-- Given data follows --

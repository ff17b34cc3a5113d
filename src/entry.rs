//! The password entry record and the fields it can be sorted by.

use anyhow::{Result, anyhow};
use std::fmt;
use std::str::FromStr;

use crate::codec;

/// One stored credential.
///
/// `name` is the lookup key used by the manager but is not required to be
/// unique. `website` and `login` are optional and empty when absent.
#[derive(Debug, Clone, PartialEq, Eq, Default)]
pub struct Entry {
    pub name: String,
    pub password: String,
    pub category: String,
    pub website: String,
    pub login: String,
}

impl Entry {
    /// Creates an entry with only a name and a password.
    pub fn new(name: impl Into<String>, password: impl Into<String>) -> Self {
        Self {
            name: name.into(),
            password: password.into(),
            ..Default::default()
        }
    }

    /// Sets the category.
    pub fn with_category(mut self, category: impl Into<String>) -> Self {
        self.category = category.into();
        self
    }

    /// Sets the website.
    pub fn with_website(mut self, website: impl Into<String>) -> Self {
        self.website = website.into();
        self
    }

    /// Sets the login.
    pub fn with_login(mut self, login: impl Into<String>) -> Self {
        self.login = login.into();
        self
    }

    /// Returns the value of a single field.
    pub fn field(&self, field: SortField) -> &str {
        match field {
            SortField::Name => &self.name,
            SortField::Password => &self.password,
            SortField::Category => &self.category,
            SortField::Website => &self.website,
            SortField::Login => &self.login,
        }
    }

    fn field_mut(&mut self, field: SortField) -> &mut String {
        match field {
            SortField::Name => &mut self.name,
            SortField::Password => &mut self.password,
            SortField::Category => &mut self.category,
            SortField::Website => &mut self.website,
            SortField::Login => &mut self.login,
        }
    }

    /// Replaces a single field with a new value.
    pub fn set_field(&mut self, field: SortField, value: impl Into<String>) {
        *self.field_mut(field) = value.into();
    }

    /// Returns true if `query` is a substring of any field (case-sensitive).
    pub fn matches(&self, query: &str) -> bool {
        SortField::ALL
            .iter()
            .any(|&field| self.field(field).contains(query))
    }

    /// Returns a copy cut down to what a block can hold, and whether any
    /// field had to be shortened.
    pub fn fit_to_block(&self) -> (Entry, bool) {
        let mut fitted = self.clone();
        let mut truncated = false;

        for field in SortField::ALL {
            let value = fitted.field_mut(field);
            let kept = codec::fit(value).len();
            if kept < value.len() {
                value.truncate(kept);
                truncated = true;
            }
        }

        (fitted, truncated)
    }
}

/// A field of [`Entry`], in block order.
#[derive(Debug, Clone, Copy, PartialEq, Eq, Hash)]
pub enum SortField {
    Name,
    Password,
    Category,
    Website,
    Login,
}

impl SortField {
    /// Every field, in the order they are laid out in a block.
    pub const ALL: [SortField; 5] = [
        SortField::Name,
        SortField::Password,
        SortField::Category,
        SortField::Website,
        SortField::Login,
    ];

    pub fn as_str(&self) -> &'static str {
        match self {
            SortField::Name => "name",
            SortField::Password => "password",
            SortField::Category => "category",
            SortField::Website => "website",
            SortField::Login => "login",
        }
    }
}

impl FromStr for SortField {
    type Err = anyhow::Error;

    fn from_str(s: &str) -> Result<Self> {
        SortField::ALL
            .into_iter()
            .find(|field| field.as_str() == s)
            .ok_or_else(|| anyhow!("Unknown field '{}'", s))
    }
}

impl fmt::Display for SortField {
    fn fmt(&self, f: &mut fmt::Formatter<'_>) -> fmt::Result {
        f.write_str(self.as_str())
    }
}

impl fmt::Display for Entry {
    fn fmt(&self, f: &mut fmt::Formatter<'_>) -> fmt::Result {
        writeln!(f, "Name:     {}", self.name)?;
        writeln!(f, "Password: {}", self.password)?;
        writeln!(f, "Category: {}", self.category)?;
        writeln!(f, "Website:  {}", self.website)?;
        write!(f, "Login:    {}", self.login)
    }
}
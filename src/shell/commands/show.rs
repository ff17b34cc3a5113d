//! Show command implementation.

use crate::shell::command::{Command, CommandResult, CompletionContext, ShellContext};

/// Command to display a single entry.
pub struct ShowCommand;

impl Command for ShowCommand {
    fn name(&self) -> &str {
        "show"
    }

    fn aliases(&self) -> &[&str] {
        &["get", "g"]
    }

    fn description(&self) -> &str {
        "Show an entry by name"
    }

    fn usage(&self) -> &str {
        "show <name>"
    }

    fn help(&self) -> &str {
        "Display every field of an entry, password included.\n\n\
         If several entries share the name, the first one is shown.\n\n\
         Examples:\n  \
           show github\n  \
           get email"
    }

    fn execute(&self, args: &[&str], ctx: &mut ShellContext) -> CommandResult {
        let Some(&name) = args.first() else {
            return CommandResult::usage(self, "Missing entry name");
        };

        match ctx.manager.find(name) {
            Some(entry) => {
                log::info!("Displayed entry: {}", name);
                CommandResult::success(entry.to_string())
            }
            None => CommandResult::error(format!("'{}' not found", name)),
        }
    }

    fn completions(&self, args: &[&str], partial: &str, ctx: &CompletionContext) -> Vec<String> {
        if args.is_empty() {
            ctx.index.names.completions(partial)
        } else {
            vec![]
        }
    }

    fn min_args(&self) -> usize {
        1
    }

    fn max_args(&self) -> Option<usize> {
        Some(1)
    }
}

-- Given data concluded --

● **Problem**:
Copy each line from the entries above that has the word "Returns" in it.

● **Reply to the exercise**:
    /// Returns the value of a single field.
    /// Returns true if `query` is a substring of any field (case-sensitive).
    /// Returns a copy cut down to what a block can hold, and whether any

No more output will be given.